Does that last statement mean you think the content of creative nonfiction
is its most important element, that the substance of creative nonfiction
is more central than the style in which it is written?
Substance can mean fact, it can mean feeling, and it can mean the universal
appeal of the human spirit. This is not to say that style shouldn't
be important to writers, but not at the expense of the message and the
meaning. Writing programs tend to minimise the intellectual value of
the essay or article, while maximising the presentation.
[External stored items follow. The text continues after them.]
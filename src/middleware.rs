//! Per-request logging middleware.
//!
//! Generates a UUID v4 for each incoming request and creates a tracing span
//! that wraps the entire request lifecycle, so all logs emitted while the
//! request is processed carry the request_id field. Completion is logged
//! with the response status and the elapsed time. The layer is only
//! installed when request logging is enabled in the configuration.

use std::time::Instant;

use axum::{extract::Request, middleware::Next, response::Response};
use tracing::Instrument;
use uuid::Uuid;

/// Middleware that wraps request processing in a correlated span.
pub async fn request_log_layer(request: Request, next: Next) -> Response {
    let request_id = Uuid::new_v4();
    let method = request.method().clone();
    let path = request.uri().path().to_string();

    let span = tracing::info_span!(
        "request",
        request_id = %request_id,
        method = %method,
        path = %path,
    );

    let start = Instant::now();

    async move {
        let response = next.run(request).await;
        tracing::info!(
            status = response.status().as_u16(),
            duration_ms = start.elapsed().as_millis() as u64,
            "Request completed"
        );
        response
    }
    .instrument(span)
    .await
}
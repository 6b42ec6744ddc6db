//! Shared application state for request handlers.

use std::sync::Arc;

use crate::config::AppConfig;
use crate::content::ContentStore;
use crate::health::HealthState;

/// Shared application state, cloneable across handlers via Arc-wrapped fields.
///
/// Contains the application configuration, the content store for served
/// files, and the togglable health state.
#[derive(Clone)]
pub struct AppState {
    pub config: Arc<AppConfig>,
    pub content: Arc<ContentStore>,
    pub health: HealthState,
}

impl AppState {
    /// Creates a new application state with a fresh (healthy) health toggle.
    pub fn new(config: AppConfig, content: ContentStore) -> Self {
        Self {
            config: Arc::new(config),
            content: Arc::new(content),
            health: HealthState::new(),
        }
    }
}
You speak, of course, from personal experience. How did you become
a (creative nonfiction) writer?
Before I decided to be a writer, I thought a lot about what I wanted
to accomplish in my life. I admit that I didn't know exactly what that
was, but I knew two things. First, I wanted to be understood. That is,
I wanted people to be interested in my ideas and feelings generally
- and what I knew, specifically. Secondly, I wanted my ideas and experiences
to make an impact on other people - to change or influence a small part
of the world, in one way or another. In order to achieve those goals,
I had to more thoroughly understand myself. And I had to learn a great
deal about how other people lived. Of course, I had a passion for writing,
and I had been significantly affected by the writers I had been reading.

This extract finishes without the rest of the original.